On the Air Force, there are suggestions that the Joint Strike Fighter development in the United States is slipping further behind schedule. Can my noble friend comment on that? It is clearly so important to us in this country. On the Army, leaving aside Special Forces, what is our current attitude to parachute training? How many service personnel are being trained each year?
My Lords, I, too, thank the noble Lord, Lord Dannatt, for giving us this opportunity to discuss this important matter. I also take the opportunity to pay tribute to all those who with great commitment, and sometimes great cost and self-sacrifice, are putting their lives on the line for us and for the defence of our nation. It is important to remember some of those who are now on active service.
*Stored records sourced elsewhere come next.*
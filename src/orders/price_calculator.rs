use rust_decimal::prelude::ToPrimitive;
use rust_decimal::Decimal;

use crate::customers::{CustomerTier, TierRates};
use crate::orders::error::OrderError;
use crate::orders::models::PricingBreakdown;

/// Points required to redeem one redemption step.
const POINTS_PER_REDEMPTION: i64 = 100;
/// Currency units granted per redemption step.
const CURRENCY_PER_REDEMPTION: i64 = 10;

/// Service for pricing transactions: costs, discounts, reward redemption
/// and accrual.
pub struct PriceCalculator;

impl PriceCalculator {
    /// Calculate the subtotal for a single line
    pub fn line_subtotal(unit_price: Decimal, quantity: i32) -> Decimal {
        unit_price * Decimal::from(quantity)
    }

    /// Calculate the original cost of an order from its
    /// `(unit_price, quantity)` lines
    pub fn original_cost(lines: &[(Decimal, i32)]) -> Decimal {
        lines
            .iter()
            .map(|(unit_price, quantity)| Self::line_subtotal(*unit_price, *quantity))
            .sum()
    }

    /// Currency value redeemable from a reward balance against a
    /// pre-redemption cost.
    ///
    /// Every 100 points redeem 10 currency units, capped at the
    /// whole-currency pre-redemption cost. Floor division is used on the
    /// balance, so a negative balance produces a negative redemption that
    /// raises the final cost.
    pub fn redeemable_value(balance: i64, pre_redemption: Decimal) -> Result<i64, OrderError> {
        let from_balance = balance.div_euclid(POINTS_PER_REDEMPTION) * CURRENCY_PER_REDEMPTION;
        let cap = pre_redemption.trunc().to_i64().ok_or_else(|| {
            OrderError::Calculation(format!("cost out of range: {}", pre_redemption))
        })?;
        Ok(from_balance.min(cap))
    }

    /// Price a transaction for a customer tier and reward balance.
    ///
    /// # Arguments
    /// * `tier` - Customer tier, supplying the discount rate for VIPs
    /// * `rates` - Current tier-wide reward rates
    /// * `balance` - The customer's reward-point balance before the purchase
    /// * `lines` - `(unit_price, quantity)` pairs for the purchased lines
    ///
    /// # Returns
    /// The full pricing breakdown. Nothing is committed; applying the
    /// balance delta and recording the order is the caller's single step.
    ///
    /// The charged amount subtracts an unrounded discount computed here,
    /// while the earned points come from the tier policy, which recomputes
    /// its own discount on the original cost. The two discount figures are
    /// deliberately independent paths; whether they should reconcile is an
    /// open product question, so both are kept as-is.
    pub fn price_order(
        tier: &CustomerTier,
        rates: &TierRates,
        balance: i64,
        lines: &[(Decimal, i32)],
    ) -> Result<PricingBreakdown, OrderError> {
        let original_cost = Self::original_cost(lines);

        let discount = match tier {
            CustomerTier::Basic => Decimal::ZERO,
            CustomerTier::Vip { discount_rate } => original_cost * discount_rate,
        };
        let pre_redemption = original_cost - discount;

        let redeemed = Self::redeemable_value(balance, pre_redemption)?;
        let redeemed_value = Decimal::from(redeemed);
        let final_cost = pre_redemption - redeemed_value;

        let earned_points = tier.reward_points(original_cost, rates)?;
        let net_points_delta = earned_points - redeemed * CURRENCY_PER_REDEMPTION;

        Ok(PricingBreakdown {
            original_cost,
            discount,
            redeemed_value,
            final_cost,
            earned_points,
            net_points_delta,
        })
    }
}

#[cfg(test)]
mod tests {
    use super::*;
    use rust_decimal_macros::dec;

    #[test]
    fn test_line_subtotal() {
        assert_eq!(PriceCalculator::line_subtotal(dec!(4.50), 2), dec!(9.00));
        assert_eq!(PriceCalculator::line_subtotal(dec!(3.75), 1), dec!(3.75));
    }

    #[test]
    fn test_original_cost_sums_lines() {
        let lines = vec![(dec!(10.00), 2), (dec!(5.50), 1)];
        assert_eq!(PriceCalculator::original_cost(&lines), dec!(25.50));
    }

    #[test]
    fn test_original_cost_empty() {
        assert_eq!(PriceCalculator::original_cost(&[]), dec!(0));
    }

    #[test]
    fn test_redeemable_value_steps_of_one_hundred_points() {
        // 250 points -> 2 full steps -> 20 currency units
        assert_eq!(PriceCalculator::redeemable_value(250, dec!(92.00)).unwrap(), 20);
        // 99 points is below a full step
        assert_eq!(PriceCalculator::redeemable_value(99, dec!(50.00)).unwrap(), 0);
    }

    #[test]
    fn test_redeemable_value_capped_by_cost() {
        // 1000 points could redeem 100, but the cost caps it at 15
        assert_eq!(PriceCalculator::redeemable_value(1000, dec!(15.75)).unwrap(), 15);
    }

    #[test]
    fn test_redeemable_value_negative_balance() {
        // Floor division: -50 // 100 = -1, so the redemption is -10
        assert_eq!(PriceCalculator::redeemable_value(-50, dec!(40.00)).unwrap(), -10);
    }

    #[test]
    fn test_basic_purchase_scenario() {
        // Basic customer, rate 1.0, balance 0, $50 of goods
        let rates = TierRates::default();
        let breakdown =
            PriceCalculator::price_order(&CustomerTier::Basic, &rates, 0, &[(dec!(50.00), 1)])
                .unwrap();

        assert_eq!(breakdown.original_cost, dec!(50.00));
        assert_eq!(breakdown.discount, dec!(0));
        assert_eq!(breakdown.redeemed_value, dec!(0));
        assert_eq!(breakdown.final_cost, dec!(50.00));
        assert_eq!(breakdown.earned_points, 50);
        assert_eq!(breakdown.net_points_delta, 50);
    }

    #[test]
    fn test_vip_purchase_scenario_with_redemption() {
        // VIP discount 0.08, vip rate 1.0, balance 250, $100 of goods
        let rates = TierRates::default();
        let tier = CustomerTier::Vip {
            discount_rate: dec!(0.08),
        };
        let breakdown =
            PriceCalculator::price_order(&tier, &rates, 250, &[(dec!(100.00), 1)]).unwrap();

        assert_eq!(breakdown.original_cost, dec!(100.00));
        assert_eq!(breakdown.discount, dec!(8.00));
        assert_eq!(breakdown.redeemed_value, dec!(20));
        assert_eq!(breakdown.final_cost, dec!(72.00));
        assert_eq!(breakdown.earned_points, 92);
        // 92 earned minus 200 points consumed by the redemption
        assert_eq!(breakdown.net_points_delta, -108);
    }

    #[test]
    fn test_basic_purchase_with_redemption() {
        let rates = TierRates::default();
        let breakdown =
            PriceCalculator::price_order(&CustomerTier::Basic, &rates, 120, &[(dec!(30.00), 1)])
                .unwrap();

        assert_eq!(breakdown.redeemed_value, dec!(10));
        assert_eq!(breakdown.final_cost, dec!(20.00));
        assert_eq!(breakdown.earned_points, 30);
        assert_eq!(breakdown.net_points_delta, -70);
    }

    #[test]
    fn test_vip_discount_is_unrounded_on_charged_path() {
        // 12.30 * 0.08 = 0.984: charged path keeps the fraction
        let rates = TierRates::default();
        let tier = CustomerTier::Vip {
            discount_rate: dec!(0.08),
        };
        let breakdown =
            PriceCalculator::price_order(&tier, &rates, 0, &[(dec!(12.30), 1)]).unwrap();

        assert_eq!(breakdown.discount, dec!(0.9840));
        assert_eq!(breakdown.final_cost, dec!(11.3160));
    }

    #[test]
    fn test_multiple_lines() {
        let rates = TierRates::default();
        let lines = vec![(dec!(10.00), 2), (dec!(5.00), 3)];
        let breakdown =
            PriceCalculator::price_order(&CustomerTier::Basic, &rates, 0, &lines).unwrap();

        assert_eq!(breakdown.original_cost, dec!(35.00));
        assert_eq!(breakdown.earned_points, 35);
    }
}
I shall refrain from commenting on technical military matters and raise two specific points quite briefly. First, as well as ensuring that our country is properly defended, it is vital that we maintain the capacity to contribute to the increasing need for peacekeeping in our world, and not least with the United Nations. These missions are essential if we are to protect civilians when hostilities break out and stop them escalating. They are vital if we are to create the conditions for rebuilding peace and for establishing strong democratic Governments.
Britain already supports a number of UN peacekeeping missions: in Cyprus, the Democratic Republic of Congo and South Sudan. These are long-term commitments. They do not just go away; they eat up many of our resources. After the United States, Japan, France and Germany, we are the largest contributor to the UN peacekeeping budget. As one of the largest economies in the world, we have a moral duty to provide help where we can if we are trying to create new alliances and to help those places that are facing really serious problems and divisions.
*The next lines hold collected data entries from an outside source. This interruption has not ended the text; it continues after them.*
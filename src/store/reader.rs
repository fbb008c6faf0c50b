// Record file loaders
//
// Customers and products are comma-separated, one record per line, with
// the record kind taken from the ID prefix. A missing customer or product
// file degrades to an empty set; a malformed record in those files is an
// error for the caller. Order-file problems only ever produce a warning:
// rows already applied stay applied and loading stops.

use std::fs;
use std::io::ErrorKind;
use std::path::Path;
use std::str::FromStr;

use chrono::NaiveDateTime;
use rust_decimal::Decimal;

use crate::catalog::{Product, ProductCatalog};
use crate::customers::{Customer, CustomerDirectory, TierRates};
use crate::orders::{Order, OrderLine};
use crate::store::error::StoreError;
use crate::store::ORDER_TIME_FORMAT;
use crate::validation;

/// Load customers and the tier-wide reward rates.
///
/// Basic records are `ID,name,reward_rate,reward`; VIP records are
/// `ID,name,reward_rate,discount_rate,reward`. The rate column is shared
/// by the whole tier, so the loader adopts it into the returned
/// [`TierRates`].
pub fn load_customers(path: &Path) -> Result<(Vec<Customer>, TierRates), StoreError> {
    let content = match read_optional(path)? {
        Some(content) => content,
        None => {
            tracing::warn!("Customer file {} not found", path.display());
            return Ok((Vec::new(), TierRates::default()));
        }
    };

    let mut customers = Vec::new();
    let mut rates = TierRates::default();

    for (number, line) in numbered_records(&content) {
        let fields: Vec<&str> = line.split(',').map(str::trim).collect();
        match fields[0].chars().next() {
            Some('B') => {
                if fields.len() != 4 {
                    return Err(StoreError::invalid_record(
                        path,
                        number,
                        format!("expected 4 fields for a Basic customer, got {}", fields.len()),
                    ));
                }
                rates.basic_reward_rate = parse_decimal(fields[2], path, number)?;
                customers.push(Customer::basic(
                    fields[0],
                    fields[1],
                    parse_points(fields[3], path, number)?,
                ));
            }
            Some('V') => {
                if fields.len() != 5 {
                    return Err(StoreError::invalid_record(
                        path,
                        number,
                        format!("expected 5 fields for a VIP customer, got {}", fields.len()),
                    ));
                }
                rates.vip_reward_rate = parse_decimal(fields[2], path, number)?;
                customers.push(Customer::vip(
                    fields[0],
                    fields[1],
                    parse_points(fields[4], path, number)?,
                    parse_decimal(fields[3], path, number)?,
                ));
            }
            _ => {
                return Err(StoreError::invalid_record(
                    path,
                    number,
                    format!("unrecognized customer record: {}", line),
                ));
            }
        }
    }

    tracing::debug!("Loaded {} customer(s) from {}", customers.len(), path.display());
    Ok((customers, rates))
}

/// Load the product catalog.
///
/// Regular records are `ID,name,price,y|n`; bundle records are
/// `ID,name,component,...`. Derived bundle fields are not read here; the
/// caller runs a derivation pass over the finished catalog.
pub fn load_products(path: &Path) -> Result<ProductCatalog, StoreError> {
    let content = match read_optional(path)? {
        Some(content) => content,
        None => {
            tracing::warn!("Product file {} not found", path.display());
            return Ok(ProductCatalog::new());
        }
    };

    let mut catalog = ProductCatalog::new();

    for (number, line) in numbered_records(&content) {
        let fields: Vec<&str> = line.split(',').map(str::trim).collect();
        let product = match fields[0].chars().next() {
            Some('P') => {
                if fields.len() != 4 {
                    return Err(StoreError::invalid_record(
                        path,
                        number,
                        format!("expected 4 fields for a product, got {}", fields.len()),
                    ));
                }
                let requires_prescription =
                    validation::parse_prescription_flag(fields[3]).map_err(|_| {
                        StoreError::invalid_record(
                            path,
                            number,
                            format!("prescription flag must be y or n, got {}", fields[3]),
                        )
                    })?;
                Product::regular(
                    fields[0],
                    fields[1],
                    parse_decimal(fields[2], path, number)?,
                    requires_prescription,
                )
            }
            Some('B') => {
                if fields.len() < 2 {
                    return Err(StoreError::invalid_record(
                        path,
                        number,
                        "bundle record is missing a name",
                    ));
                }
                let components = fields[2..]
                    .iter()
                    .filter(|c| !c.is_empty())
                    .map(|c| c.to_string())
                    .collect();
                Product::bundle(fields[0], fields[1], components)
            }
            _ => {
                return Err(StoreError::invalid_record(
                    path,
                    number,
                    format!("unrecognized product record: {}", line),
                ));
            }
        };

        catalog
            .insert(product)
            .map_err(|err| StoreError::invalid_record(path, number, err.to_string()))?;
    }

    tracing::debug!("Loaded {} product(s) from {}", catalog.len(), path.display());
    Ok(catalog)
}

/// Replay the order history into the directory.
///
/// Records are `customerID,name,qty[,name,qty...],total,earned,time`.
/// Each replayed row appends the order snapshot to its customer and
/// credits the recorded earned points to the balance. Rows naming an
/// unknown customer are skipped; line items naming an unknown product are
/// dropped from the snapshot. Any other problem stops the load with a
/// warning, keeping the rows already applied.
pub fn load_orders(path: &Path, catalog: &ProductCatalog, directory: &mut CustomerDirectory) {
    if let Err(err) = try_load_orders(path, catalog, directory) {
        tracing::warn!("Cannot load the order file: {}", err);
    }
}

fn try_load_orders(
    path: &Path,
    catalog: &ProductCatalog,
    directory: &mut CustomerDirectory,
) -> Result<(), StoreError> {
    let content = fs::read_to_string(path).map_err(|err| StoreError::io(path, err))?;

    for (number, line) in numbered_records(&content) {
        let fields: Vec<&str> = line.split(',').map(str::trim).collect();
        if fields.len() < 6 || fields.len() % 2 != 0 {
            return Err(StoreError::invalid_record(
                path,
                number,
                format!("expected customer, item pairs and 3 trailing fields, got {} fields", fields.len()),
            ));
        }

        let customer_index = match directory.find_index(fields[0]) {
            Some(index) => index,
            None => continue,
        };

        let mut lines = Vec::new();
        for pair in fields[1..fields.len() - 3].chunks(2) {
            let quantity: i32 = pair[1].parse().map_err(|_| {
                StoreError::invalid_record(path, number, format!("invalid quantity: {}", pair[1]))
            })?;
            if let Some(product) = catalog.find(pair[0]) {
                lines.push(OrderLine {
                    product_name: product.name().to_string(),
                    unit_price: product.unit_price(),
                    quantity,
                });
            }
        }

        let total_cost = parse_decimal(fields[fields.len() - 3], path, number)?;
        let earned_rewards = parse_points(fields[fields.len() - 2], path, number)?;
        let placed_at = NaiveDateTime::parse_from_str(fields[fields.len() - 1], ORDER_TIME_FORMAT)
            .map_err(|_| {
                StoreError::invalid_record(
                    path,
                    number,
                    format!("invalid order time: {}", fields[fields.len() - 1]),
                )
            })?;

        if let Some(customer) = directory.get_mut(customer_index) {
            customer.record_order(Order::new(lines, total_cost, earned_rewards, placed_at));
            customer.credit_rewards(earned_rewards);
        }
    }

    Ok(())
}

/// Non-blank lines with their 1-based line numbers.
fn numbered_records(content: &str) -> impl Iterator<Item = (usize, &str)> {
    content
        .lines()
        .enumerate()
        .map(|(index, line)| (index + 1, line.trim()))
        .filter(|(_, line)| !line.is_empty())
}

fn read_optional(path: &Path) -> Result<Option<String>, StoreError> {
    match fs::read_to_string(path) {
        Ok(content) => Ok(Some(content)),
        Err(err) if err.kind() == ErrorKind::NotFound => Ok(None),
        Err(err) => Err(StoreError::io(path, err)),
    }
}

fn parse_decimal(value: &str, path: &Path, line: usize) -> Result<Decimal, StoreError> {
    Decimal::from_str(value.trim())
        .map_err(|_| StoreError::invalid_record(path, line, format!("invalid number: {}", value)))
}

fn parse_points(value: &str, path: &Path, line: usize) -> Result<i64, StoreError> {
    value.trim().parse().map_err(|_| {
        StoreError::invalid_record(path, line, format!("invalid reward points: {}", value))
    })
}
Noble Lords have already referred to the fact that world events can change rapidly—Ukraine—but of course we also sometimes look to our Armed Forces to help when there are emergencies in this country. It was not many weeks ago that parts of our country were facing flooding and we were very grateful to be able to call upon them to help us in those situations.
We need spare capacity and resources that are flexible. I have no doubt that Reserve Forces are an important element in this, as long as the increase in Reserve Forces is not used as an excuse to see them as a replacement for endlessly cutting our Regular Forces.
My second point is that if we are going to see some fundamental changes in the balance of how we sort out our defences, not least by a serious increase in the number of reservists and the use of Reserve Forces, we need to ensure that resources are refocused to support the reservists in particular. The Regular Forces have the huge advantage of being based on or close to military establishments. There are opportunities for their families to meet and offer mutual support. Local schools are always alert to the huge stresses put on the children—whom we must not forget—of those who are actively serving. Some of the excellent charities and support services are close at hand; indeed, chaplaincy is usually available on those military sites. But for many reservists, there is no similar support in the immediate locality when they return, especially if they live in rural areas far from large urban centres.
It has been hugely encouraging to hear about the impact and success of the Armed Forces community covenants. When the covenant was signed in my home town of St Albans in December 2011 between the Armed Forces, representatives of the Royal British Legion, the county council and all the district and borough councils, also included were Hertfordshire Enterprise Partnership, Jobcentre Plus and Hertfordshire NHS. However, it concerns me that we were not given an opportunity to join in with thinking about how we can offer chaplaincy and support, particularly to reservists, and indeed there was no mention of how schools were going to be included, so that when reservists came back and children found that stressful, they would be included and supported. I hope that as these covenants are rolled out, we can think about how we can draw in the voluntary sector to offer real and significant support to those who put themselves on the line in the defence of our country.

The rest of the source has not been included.